By 3 p.m. on Friday afternoon (January 28), the protesters in central Cairo were chanting: “Where is the army? Come and see what the police are doing to us. We want the army.” And that is the main question, really: where is the Egyptian army in all this?
Like armies everywhere, even in dictatorships, the Egyptian army does not like to use violence against its own people. It would much rather leave that sort of thing to the police, who are generally quite willing to do it. But in Alexandria, by mid-afternoon on Friday, the police had stopped fighting the protesters and started talking to them. This is how regimes end.
First of all the police realize that they face a genuine popular movement involving all classes and all walks of life, rather than the extremist agitators that the regime’s propaganda says they are fighting. They realize that it would be wrong—and also very unwise—to go on bashing heads in the service of a regime that is likely to disappear quite soon. Best change sides before it is too late.

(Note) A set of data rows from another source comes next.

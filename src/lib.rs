//! # Tabula
//!
//! Two small value types with strict invariants:
//!
//! - **[`Matrix2D`]**: a fixed-shape `i32` array with bounds-checked access,
//!   deep-copy semantics and whitespace-separated text I/O
//! - **[`Polynomial`]**: a sparse univariate polynomial whose terms are kept
//!   sorted by descending exponent, merged and free of zero coefficients
//!
//! ## Quick Start
//!
//! ```rust
//! use tabula::prelude::*;
//!
//! let mut board = Matrix2D::default();
//! *board.at_mut(1, 3)? = 42;
//! assert_eq!(board.at(1, 3)?, 42);
//!
//! let p = Polynomial::from_pairs(&[(1.0, 1), (1.0, 0)]);
//! assert_eq!((&p * &p).to_string(), "x^2 + 2x^1 + 1");
//! # Ok::<(), MatrixError>(())
//! ```

#![warn(missing_docs)]
#![warn(clippy::all)]
#![warn(clippy::pedantic)]

pub use tabula_matrix as matrix;
pub use tabula_poly as poly;

pub use tabula_matrix::{Matrix2D, MatrixError};
pub use tabula_poly::{Polynomial, Term};

/// Prelude module for convenient imports.
pub mod prelude {
    pub use tabula_matrix::{Matrix2D, MatrixError, MatrixFormat};
    pub use tabula_poly::{Polynomial, Term};
}
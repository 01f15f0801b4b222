//! # tabula-matrix
//!
//! Fixed-shape two-dimensional integer arrays for Tabula.
//!
//! This crate provides:
//! - [`Matrix2D`], a row-major `i32` matrix whose shape is fixed at construction
//! - Bounds-checked element access returning [`MatrixError`] instead of panicking
//! - Whitespace-separated text input and right-aligned text output
//!
//! ## Example
//!
//! ```
//! use tabula_matrix::Matrix2D;
//!
//! let mut board = Matrix2D::new(2, 3)?;
//! board.read_from_str("1 2 3\n4 5 6")?;
//! *board.at_mut(1, 2)? += 10;
//! assert_eq!(board.to_string(), "    1    2    3\n    4    5   16\n");
//! # Ok::<(), tabula_matrix::MatrixError>(())
//! ```

#![warn(missing_docs)]
#![warn(clippy::all)]
#![warn(clippy::pedantic)]
#![allow(clippy::module_name_repetitions)]

pub mod error;
pub mod format;
pub mod matrix2d;

pub use error::{Axis, MatrixError};
pub use format::{MatrixFormat, DEFAULT_FIELD_WIDTH};
pub use matrix2d::{Matrix2D, DEFAULT_COLUMNS, DEFAULT_ROWS};

#[cfg(test)]
mod proptests;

Then the army, seeing that the game is up, tells the dictator that it is time to get on the plane and go abroad to live with his money. Egypt’s ruler, Hosni Mubarak, was a general before he became president, and he has always made sure that the military were at the head of the queue for money and privileges, but there is no gratitude in politics. They won’t want to be dragged down with him.
All this could happen quite fast, or it could spread out over the next several weeks, but it is probably going to happen. Even autocratic and repressive regimes must have some sort of popular consent, because you cannot hire enough police to compel everybody to obey. They extort that consent through fear: the ordinary citizens’ fear of losing their jobs, their freedom, even their lives. So when people lose their fear, the regime is toast.
It would require a truly horrendous massacre to re-instill the fear in Egyptians now, and at this stage neither the police nor the army are likely to be willing to do that. So what happens once Mubarak leaves? Nobody knows, because nobody is in charge of this revolution.
The first people out in the streets were young university graduates who face a lifetime of unemployment. Only days later, however, the demonstrations have swelled to include people of every social class and walk of life.
They have no program, just a conviction that it is high time for a change—Kifaya! (“Enough is enough”), as the nickname of an Egyptian opposition party that flourished in the middle of the last decade put it. Two-thirds of the 80 million Egyptians have been born since Mubarak came to power, and they are not grateful for the poverty, corruption and repression that define and confine their lives. But who can fix it all?
Washington and the other Western capitals that supported Mubarak for the past three decades are praying that the revolution will choose Mohamed ElBaradei, former head of the International Atomic Energy Agency, as its leader. He flew back into Egypt last Thursday, and the regime even takes him seriously enough to put him under house arrest. But he is probably not the Chosen One.
ElBaradei is a diplomat who has spent half of his life abroad and is seen by Western governments as a “safe pair of hands.” He would be at best a figurehead, but a figurehead for what?
Since it would be the army that finally tells Mubarak to leave, the military would dominate the interim regime. They would not want to put yet another general out front, so they might decide that ElBaradei is the right candidate for interim leader, precisely because he has no independent power base. But there would then have to be elections, and ElBaradei would not even come close to winning.
The likely winner of a genuinely free Egyptian election, according to most opinion polls, would be the Muslim Brotherhood. The Brothers are not particularly radical as Islamists go, but the first thing they have promised to do if they win power is to hold a referendum on Egypt’s peace treaty with Israel. And most Egyptians, according to the same polls, would vote to cancel it.
That would end the flow of official U.S. aid and private foreign investment that currently keeps the Egyptian economy more or less afloat, even though it would probably not lead to an actual war. And there is no reason to believe that an Islamic government could make the Egyptian economy grow any faster, although it would distribute the poverty more fairly.
These longer-term considerations, however, will have no impact on the events of the next few weeks, when Egypt’s example may ignite similar revolts against decrepit regimes elsewhere in the Arab world—or not, as the case may be. But it’s not just Tunisia any more. Egypt is the biggest Arab country by far, and culturally the most influential. What happens there really matters.